Speaking of sleeping, I did a little experiment to see if I could manage to sleep naked. NOPE. I can’t do it. I woke up a bunch of times, hot, then cold, then hot again, etc… And I hated what my boobs were doing. And, I kept thinking what I would do if my house caught fire and I had to run outside really quick, as implausible as that is. I can’t be the only one who hates sleeping nekkid! Right? Who’s with me on this?

I wrote about it on The FB yesterday, but I woke up wanting to listen to old CDs I haven’t played in years. In some cases, entire decades have passed without me putting the CD into the player even once. For instance, I have about 8 different Tori Amos albums; several of them are bootlegs of her doing covers and they’re actually very good. I didn’t play any of them yet, but I marvelled over them as I tried to pick the first album I would play.

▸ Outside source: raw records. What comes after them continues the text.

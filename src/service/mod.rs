//! Service layer
//!
//! Resolution, fetching and aggregation over Graph API data. Nothing here
//! persists anything beyond the short-lived reply ledger.

pub mod account;
pub mod dashboard;
pub mod instagram;
pub mod replies;

pub use account::{PageSelection, ResolveError, ResolvedAccount, resolve_account};
pub use dashboard::{DashboardStats, ProfileView, aggregate};
pub use replies::{PendingReply, ReplyLedger, reconcile};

I finally chose “Throwing Copper” by Live. Which I’m pretty sure I have listened to in the past 10 years, but that’s because this was once my favorite album.

I associate it with the summer between freshman and sophomore year in college. My best friend Kristen went to an all-girls’ college in Pennsylvania, and I used to drive out to visit her once in awhile for the weekend. We started listening to it at the end of that school year, and then when she was home for the summer we had it on repeat as we drove around in either her white Eagle Talon or my amazing ’86 Chevette. That was a fun summer, except for the point where my boyfriend at the time got to go to Woodstock and my parents would not let me go. I was so sad about that. In retrospect, I honestly don’t think I missed anything.

I probably would have been miserable there with all the mud, the crowds and the stinky, violence-prone people. Anyway…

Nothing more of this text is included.